- [Your task]: Within the records below is a range that opens at the line with "pub fn index(self)" and closes at the line with "impl fmt::Display for". Return that range word for word, both ends included, and only that range.

- [Records for the task]:
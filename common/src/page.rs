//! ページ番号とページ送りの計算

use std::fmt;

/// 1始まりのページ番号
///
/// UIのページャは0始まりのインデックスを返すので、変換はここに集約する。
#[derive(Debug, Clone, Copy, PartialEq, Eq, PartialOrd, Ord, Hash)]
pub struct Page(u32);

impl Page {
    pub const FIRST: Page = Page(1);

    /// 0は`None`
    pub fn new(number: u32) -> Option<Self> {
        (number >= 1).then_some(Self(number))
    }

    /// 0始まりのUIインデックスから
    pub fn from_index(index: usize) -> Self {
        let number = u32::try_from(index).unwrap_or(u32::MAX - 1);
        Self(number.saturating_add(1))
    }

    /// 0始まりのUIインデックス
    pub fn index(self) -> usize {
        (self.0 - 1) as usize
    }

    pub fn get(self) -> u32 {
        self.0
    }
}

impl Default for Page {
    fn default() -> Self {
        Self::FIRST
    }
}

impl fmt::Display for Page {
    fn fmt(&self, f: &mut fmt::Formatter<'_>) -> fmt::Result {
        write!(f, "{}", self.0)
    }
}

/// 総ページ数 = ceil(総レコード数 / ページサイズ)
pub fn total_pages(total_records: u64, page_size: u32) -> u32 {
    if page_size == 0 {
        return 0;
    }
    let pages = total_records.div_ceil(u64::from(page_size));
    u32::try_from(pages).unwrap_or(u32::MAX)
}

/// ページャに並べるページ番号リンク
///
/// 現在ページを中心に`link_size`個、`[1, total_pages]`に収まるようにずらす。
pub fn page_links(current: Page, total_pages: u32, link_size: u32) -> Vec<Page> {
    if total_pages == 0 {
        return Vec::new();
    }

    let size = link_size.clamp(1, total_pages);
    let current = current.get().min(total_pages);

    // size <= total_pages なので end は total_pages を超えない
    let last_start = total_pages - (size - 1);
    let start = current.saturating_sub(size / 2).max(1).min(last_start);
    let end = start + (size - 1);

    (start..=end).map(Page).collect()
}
...
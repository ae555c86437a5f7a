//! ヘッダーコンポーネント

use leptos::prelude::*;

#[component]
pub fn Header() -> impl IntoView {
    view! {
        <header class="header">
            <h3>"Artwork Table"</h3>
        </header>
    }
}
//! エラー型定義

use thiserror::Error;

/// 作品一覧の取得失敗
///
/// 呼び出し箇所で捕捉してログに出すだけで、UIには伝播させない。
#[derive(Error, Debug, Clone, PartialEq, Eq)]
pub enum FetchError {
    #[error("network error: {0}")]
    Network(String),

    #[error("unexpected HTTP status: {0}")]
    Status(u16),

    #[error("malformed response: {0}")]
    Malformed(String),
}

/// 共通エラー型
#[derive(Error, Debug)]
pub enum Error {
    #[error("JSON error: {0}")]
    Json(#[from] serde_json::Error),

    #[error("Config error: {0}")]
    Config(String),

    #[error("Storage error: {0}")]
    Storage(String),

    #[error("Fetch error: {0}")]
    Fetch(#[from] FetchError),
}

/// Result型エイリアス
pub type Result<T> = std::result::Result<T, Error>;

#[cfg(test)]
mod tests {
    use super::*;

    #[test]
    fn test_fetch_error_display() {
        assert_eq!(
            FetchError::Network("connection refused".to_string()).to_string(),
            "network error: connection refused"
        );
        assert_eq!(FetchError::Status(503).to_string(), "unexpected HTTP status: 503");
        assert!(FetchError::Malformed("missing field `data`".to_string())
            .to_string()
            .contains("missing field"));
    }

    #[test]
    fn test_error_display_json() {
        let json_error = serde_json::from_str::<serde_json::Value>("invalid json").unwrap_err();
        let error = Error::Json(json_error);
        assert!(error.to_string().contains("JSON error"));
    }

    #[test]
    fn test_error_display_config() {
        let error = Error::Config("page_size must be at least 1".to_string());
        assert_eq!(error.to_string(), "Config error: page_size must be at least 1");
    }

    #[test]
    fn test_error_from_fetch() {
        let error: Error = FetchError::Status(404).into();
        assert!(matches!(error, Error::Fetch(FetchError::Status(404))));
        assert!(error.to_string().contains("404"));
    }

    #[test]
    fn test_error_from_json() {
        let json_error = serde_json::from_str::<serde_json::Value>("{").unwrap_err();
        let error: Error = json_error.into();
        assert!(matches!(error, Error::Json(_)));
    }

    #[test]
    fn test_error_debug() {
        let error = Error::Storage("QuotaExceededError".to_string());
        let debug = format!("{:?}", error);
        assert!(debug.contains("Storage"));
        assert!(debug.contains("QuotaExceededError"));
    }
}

- [Response to this task]:
    pub fn index(self) -> usize {
        (self.0 - 1) as usize
    }

    pub fn get(self) -> u32 {
        self.0
    }
}

impl Default for Page {
    fn default() -> Self {
        Self::FIRST
    }
}

impl fmt::Display for Page {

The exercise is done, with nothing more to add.